Member of the Maine House of Representatives
- Incumbent
- Assumed office December 7, 2022
- Preceded by: Sherman Hutchins
- Constituency: 131st district
- In office December 5, 2018 – December 7, 2022
- Succeeded by: James Worth
- Constituency: 131st district

Personal details
- Party: Democratic
- Spouse: Bob Kelly
- Children: 1
- Education: Alfred University (B.A.) University of New England (MSW)

= Lori Gramlich =

American politician

Lori Kathryn Gramlich is an American politician and social worker. She is serving in the Maine House of Representatives from the 131st district, as well as a faculty position at the University of Southern Maine. Gramlich was sexually abused as a child, and has proposed laws dealing with abuse, gender and environmental issues.

==Biography==
Gramlich has lived in Maine for 35 years. She is married to Bob Kelly, and they have one child. Gramlich is also currently serving as a field coordinator and professor at the University of Southern Maine.

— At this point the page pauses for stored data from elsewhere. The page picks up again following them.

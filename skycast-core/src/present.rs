//! Pure presentation of a snapshot as display-ready rows.
//!
//! Everything here is stateless and synchronous: the same snapshot, unit
//! system and clock always produce the same output. Flipping the unit
//! preference just means calling these functions again.

use chrono::{NaiveDateTime, Timelike};

use crate::model::{UnitSystem, WeatherSnapshot};

const KMH_PER_MPH: f64 = 1.609;
const MM_PER_INCH: f64 = 25.4;

/// How many future hours the hourly view shows.
const HOURLY_WINDOW: usize = 12;

/// Display strings for the current-conditions panel.
#[derive(Debug, Clone, PartialEq, Eq)]
pub struct CurrentView {
    pub location: String,
    pub temperature: String,
    pub feels_like: String,
    pub humidity: String,
    pub wind: String,
    pub precipitation: String,
}

/// One row of the daily forecast, e.g. `Wed` / `24°C / 13°C`.
#[derive(Debug, Clone, PartialEq, Eq)]
pub struct DailyRow {
    pub day: String,
    pub range: String,
}

/// One row of the hourly forecast, e.g. `14:00` / `20°C`.
#[derive(Debug, Clone, PartialEq, Eq)]
pub struct HourlyRow {
    pub hour: String,
    pub temperature: String,
}

fn c_to_f(temp_c: f64) -> f64 {
    temp_c * 9.0 / 5.0 + 32.0
}

/// Whole-degree temperature in the active unit system.
fn format_temp(temp_c: f64, units: UnitSystem) -> String {
    match units {
        UnitSystem::Metric => format!("{}°C", temp_c.round() as i64),
        UnitSystem::Imperial => format!("{}°F", c_to_f(temp_c).round() as i64),
    }
}

/// "Feels like" is a fixed offset from the actual temperature, not a real
/// heat-index model: one degree below in Celsius mode, two below in
/// Fahrenheit mode. Keep the offsets as they are.
fn format_feels_like(temp_c: f64, units: UnitSystem) -> String {
    match units {
        UnitSystem::Metric => format!("{}°C", (temp_c - 1.0).round() as i64),
        UnitSystem::Imperial => format!("{}°F", (c_to_f(temp_c) - 2.0).round() as i64),
    }
}

fn format_wind(wind_kmh: f64, units: UnitSystem) -> String {
    match units {
        UnitSystem::Metric => format!("{wind_kmh:.1} km/h"),
        UnitSystem::Imperial => format!("{:.1} mph", wind_kmh / KMH_PER_MPH),
    }
}

fn format_precipitation(precipitation_mm: f64, units: UnitSystem) -> String {
    match units {
        UnitSystem::Metric => format!("{precipitation_mm:.2} mm"),
        UnitSystem::Imperial => format!("{:.2} in", precipitation_mm / MM_PER_INCH),
    }
}

/// Current conditions, converted and rounded for display.
pub fn current_view(snapshot: &WeatherSnapshot, units: UnitSystem) -> CurrentView {
    CurrentView {
        location: snapshot.location.clone(),
        temperature: format_temp(snapshot.temperature_c, units),
        feels_like: format_feels_like(snapshot.temperature_c, units),
        humidity: format!("{}%", snapshot.humidity_pct),
        wind: format_wind(snapshot.wind_kmh, units),
        precipitation: format_precipitation(snapshot.precipitation_mm, units),
    }
}

/// One row per forecast day, in the snapshot's (ascending date) order.
pub fn daily_view(snapshot: &WeatherSnapshot, units: UnitSystem) -> Vec<DailyRow> {
    snapshot
        .daily
        .iter()
        .map(|entry| DailyRow {
            day: entry.date.format("%a").to_string(),
            range: format!(
                "{} / {}",
                format_temp(entry.max_temp_c, units),
                format_temp(entry.min_temp_c, units)
            ),
        })
        .collect()
}

/// The next [`HOURLY_WINDOW`] hours strictly after `now`, in input order.
///
/// `now` is the wall clock in the place's local time, matching the
/// snapshot's hourly timestamps. When fewer future entries remain, only
/// those are returned; there is no padding.
pub fn hourly_view(
    snapshot: &WeatherSnapshot,
    units: UnitSystem,
    now: NaiveDateTime,
) -> Vec<HourlyRow> {
    snapshot
        .hourly
        .iter()
        .filter(|entry| entry.time > now)
        .take(HOURLY_WINDOW)
        .map(|entry| HourlyRow {
            hour: format!("{}:00", entry.time.hour()),
            temperature: format_temp(entry.temp_c, units),
        })
        .collect()
}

In 2018, Gramlich ran for the Maine House of Representatives, beating former Representative Sharri MacDonald in the general election. She assumed office on December 5, 2018. She ran for re-election in 2020, beating MacDonald by a narrower margin than in 2018.

==Political positions==
===Crime===
Gramlich, herself a sexual abuse survivor, introduced legislation that made it easier for people who were victims of sexual abuse as children to file civil lawsuits against their abusers. While Maine had already eliminated the statute of limitations on civil lawsuits brought by these survivors in 2000, the bill did not apply retroactively, making it more difficult for people who were victims as children to bring a case. The bill introduced by Gramlich applied retroactively.

===Environment===
In 2021, Gramlich introduced a bill that would ban single-use plastic water bottles, with the exception of plastic bottles containing flavored or carbonated drinks. The bill would also not apply during public health or safety emergencies declared by the Governor of Maine. WMTW reported that Gramlich commented "We know there is a lot of plastic waste in our ocean, and this is a step in the direction to begin to hopefully decrease some of that". The bill faced significant opposition from the foodservice industry, as well as grocery stores, truckers, and bottled water producers. They cited the financial burden the ban would have on their businesses.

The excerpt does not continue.